Write out the records word for word.

Records to use:
-- -- --

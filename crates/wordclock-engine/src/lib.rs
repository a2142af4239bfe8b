//! Word clock engine crate.
//!
//! Owns the platform + GPU runtime pieces the clock faces are drawn with:
//! a winit event loop that wakes on a fixed tick, a wgpu surface per window,
//! and circle/text renderers fed by a per-frame draw list.

pub mod device;
pub mod window;
pub mod input;
pub mod time;
pub mod core;

pub mod logging;
pub mod coords;
pub mod render;
pub mod paint;
pub mod scene;
pub mod text;
//! Logging utilities.
//!
//! Centralizes logger initialization. Library code only talks to the `log`
//! facade; binaries pick `env_logger` through [`init_logging`].

mod init;

pub use init::{init_logging, LoggingConfig, DEFAULT_FILTER};
use std::fmt;

use fontdue::layout::{CoordinateSystem, Layout, LayoutSettings, TextStyle};

use crate::coords::Vec2;

/// Error returned by [`FontSystem::load_font`].
#[derive(Debug, Clone)]
pub struct FontLoadError(pub String);

impl fmt::Display for FontLoadError {
    fn fmt(&self, f: &mut fmt::Formatter<'_>) -> fmt::Result {
        write!(f, "font load error: {}", self.0)
    }
}

impl std::error::Error for FontLoadError {}

/// Opaque handle to a font loaded into a [`FontSystem`].
#[derive(Debug, Copy, Clone, Eq, PartialEq, Hash)]
pub struct FontId(pub(crate) usize);

impl FontId {
    /// Rebuilds a handle from its load index.
    ///
    /// Only meaningful for the `FontSystem` that issued the index; unknown
    /// ids are skipped at render time.
    #[inline]
    pub const fn from_raw(index: usize) -> Self {
        Self(index)
    }
}

/// Owns the loaded fonts.
///
/// Fonts are immutable after loading. The system is owned by the application
/// and handed to `TextRenderer::render` each frame so glyphs can be
/// rasterized on demand.
pub struct FontSystem {
    fonts: Vec<fontdue::Font>,
}

impl FontSystem {
    pub fn new() -> Self {
        Self { fonts: Vec::new() }
    }

    /// Parses and stores a TrueType or OpenType font from raw bytes.
    pub fn load_font(&mut self, bytes: &[u8]) -> Result<FontId, FontLoadError> {
        if bytes.is_empty() {
            return Err(FontLoadError("empty font data".to_string()));
        }
        let font = fontdue::Font::from_bytes(bytes, fontdue::FontSettings::default())
            .map_err(|e| FontLoadError(e.to_string()))?;
        let id = FontId(self.fonts.len());
        self.fonts.push(font);
        Ok(id)
    }

    #[inline]
    pub fn len(&self) -> usize {
        self.fonts.len()
    }

    #[inline]
    pub fn is_empty(&self) -> bool {
        self.fonts.is_empty()
    }

    pub(crate) fn get(&self, id: FontId) -> Option<&fontdue::Font> {
        self.fonts.get(id.0)
    }

    /// Size of a single unwrapped line of text in logical pixels.
    ///
    /// Unknown ids measure as an empty line of the requested size.
    #[must_use]
    pub fn measure_text(&self, text: &str, id: FontId, size: f32) -> Vec2 {
        let Some(font) = self.get(id) else {
            return Vec2::new(0.0, size * 1.2);
        };

        let mut layout: Layout<()> = Layout::new(CoordinateSystem::PositiveYDown);
        layout.reset(&LayoutSettings::default());
        layout.append(&[font], &TextStyle::new(text, size, 0));

        let glyphs = layout.glyphs();
        if glyphs.is_empty() {
            return Vec2::new(0.0, size * 1.2);
        }

        // Pen position after each glyph, not the bitmap right edge.
        let w = glyphs
            .iter()
            .map(|g| {
                let m = font.metrics_indexed(g.key.glyph_index, size);
                (g.x - m.xmin as f32 + m.advance_width).max(0.0)
            })
            .fold(0.0f32, f32::max);
        Vec2::new(w, layout.height())
    }
}

impl Default for FontSystem {
    fn default() -> Self {
        Self::new()
    }
}

#[cfg(test)]
mod tests {
    use super::*;

    #[test]
    fn garbage_bytes_fail_to_load() {
        let mut fs = FontSystem::new();
        assert!(fs.load_font(b"definitely not a font").is_err());
        assert!(fs.is_empty());
    }

    #[test]
    fn empty_bytes_fail_to_load() {
        let mut fs = FontSystem::new();
        let err = fs.load_font(&[]).unwrap_err();
        assert!(err.to_string().contains("empty"));
    }

    #[test]
    fn unknown_font_measures_as_empty_line() {
        let fs = FontSystem::new();
        let size = fs.measure_text("IT'S", FontId(3), 10.0);
        assert_eq!(size.x, 0.0);
        assert!((size.y - 12.0).abs() < 1e-4);
    }
}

-- -- --

Answer below:
filename crates/wordclock-engine/src/lib.rs
repository a2142af4239bfe8b
//! Word clock engine crate.
//!
//! Owns the platform + GPU runtime pieces the clock faces are drawn with:
//! a winit event loop that wakes on a fixed tick, a wgpu surface per window,
//! and circle/text renderers fed by a per-frame draw list.

pub mod device;
pub mod window;
pub mod input;
pub mod time;
pub mod core;

pub mod logging;
pub mod coords;
pub mod render;
pub mod paint;
pub mod scene;
pub mod text;
//! Logging utilities.
//!
//! Centralizes logger initialization. Library code only talks to the `log`
//! facade; binaries pick `env_logger` through [`init_logging`].

mod init;

pub use init::{init_logging, LoggingConfig, DEFAULT_FILTER};
use std::fmt;

use fontdue::layout::{CoordinateSystem, Layout, LayoutSettings, TextStyle};

use crate::coords::Vec2;

/// Error returned by [`FontSystem::load_font`].
#[derive(Debug, Clone)]
pub struct FontLoadError(pub String);

impl fmt::Display for FontLoadError {
    fn fmt(&self, f: &mut fmt::Formatter<'_>) -> fmt::Result {
        write!(f, "font load error: {}", self.0)
    }
}

impl std::error::Error for FontLoadError {}

/// Opaque handle to a font loaded into a [`FontSystem`].
#[derive(Debug, Copy, Clone, Eq, PartialEq, Hash)]
pub struct FontId(pub(crate) usize);

impl FontId {
    /// Rebuilds a handle from its load index.
    ///
    /// Only meaningful for the `FontSystem` that issued the index; unknown
    /// ids are skipped at render time.
    #[inline]
    pub const fn from_raw(index: usize) -> Self {
        Self(index)
    }
}

/// Owns the loaded fonts.
///
/// Fonts are immutable after loading. The system is owned by the application
/// and handed to `TextRenderer::render` each frame so glyphs can be
/// rasterized on demand.
pub struct FontSystem {
    fonts: Vec<fontdue::Font>,
}

impl FontSystem {
    pub fn new() -> Self {
        Self { fonts: Vec::new() }
    }

    /// Parses and stores a TrueType or OpenType font from raw bytes.
    pub fn load_font(&mut self, bytes: &[u8]) -> Result<FontId, FontLoadError> {
        if bytes.is_empty() {
            return Err(FontLoadError("empty font data".to_string()));
        }
        let font = fontdue::Font::from_bytes(bytes, fontdue::FontSettings::default())
            .map_err(|e| FontLoadError(e.to_string()))?;
        let id = FontId(self.fonts.len());
        self.fonts.push(font);
        Ok(id)
    }

    #[inline]
    pub fn len(&self) -> usize {
        self.fonts.len()
    }

    #[inline]
    pub fn is_empty(&self) -> bool {
        self.fonts.is_empty()
    }

    pub(crate) fn get(&self, id: FontId) -> Option<&fontdue::Font> {
        self.fonts.get(id.0)
    }

    /// Size of a single unwrapped line of text in logical pixels.
    ///
    /// Unknown ids measure as an empty line of the requested size.
    #[must_use]
    pub fn measure_text(&self, text: &str, id: FontId, size: f32) -> Vec2 {
        let Some(font) = self.get(id) else {
            return Vec2::new(0.0, size * 1.2);
        };

        let mut layout: Layout<()> = Layout::new(CoordinateSystem::PositiveYDown);
        layout.reset(&LayoutSettings::default());
        layout.append(&[font], &TextStyle::new(text, size, 0));

        let glyphs = layout.glyphs();
        if glyphs.is_empty() {
            return Vec2::new(0.0, size * 1.2);
        }

        // Pen position after each glyph, not the bitmap right edge.
        let w = glyphs
            .iter()
            .map(|g| {
                let m = font.metrics_indexed(g.key.glyph_index, size);
                (g.x - m.xmin as f32 + m.advance_width).max(0.0)
            })
            .fold(0.0f32, f32::max);
        Vec2::new(w, layout.height())
    }
}

impl Default for FontSystem {
    fn default() -> Self {
        Self::new()
    }
}

#[cfg(test)]
mod tests {
    use super::*;

    #[test]
    fn garbage_bytes_fail_to_load() {
        let mut fs = FontSystem::new();
        assert!(fs.load_font(b"definitely not a font").is_err());
        assert!(fs.is_empty());
    }

    #[test]
    fn empty_bytes_fail_to_load() {
        let mut fs = FontSystem::new();
        let err = fs.load_font(&[]).unwrap_err();
        assert!(err.to_string().contains("empty"));
    }

    #[test]
    fn unknown_font_measures_as_empty_line() {
        let fs = FontSystem::new();
        let size = fs.measure_text("IT'S", FontId(3), 10.0);
        assert_eq!(size.x, 0.0);
        assert!((size.y - 12.0).abs() < 1e-4);
    }
}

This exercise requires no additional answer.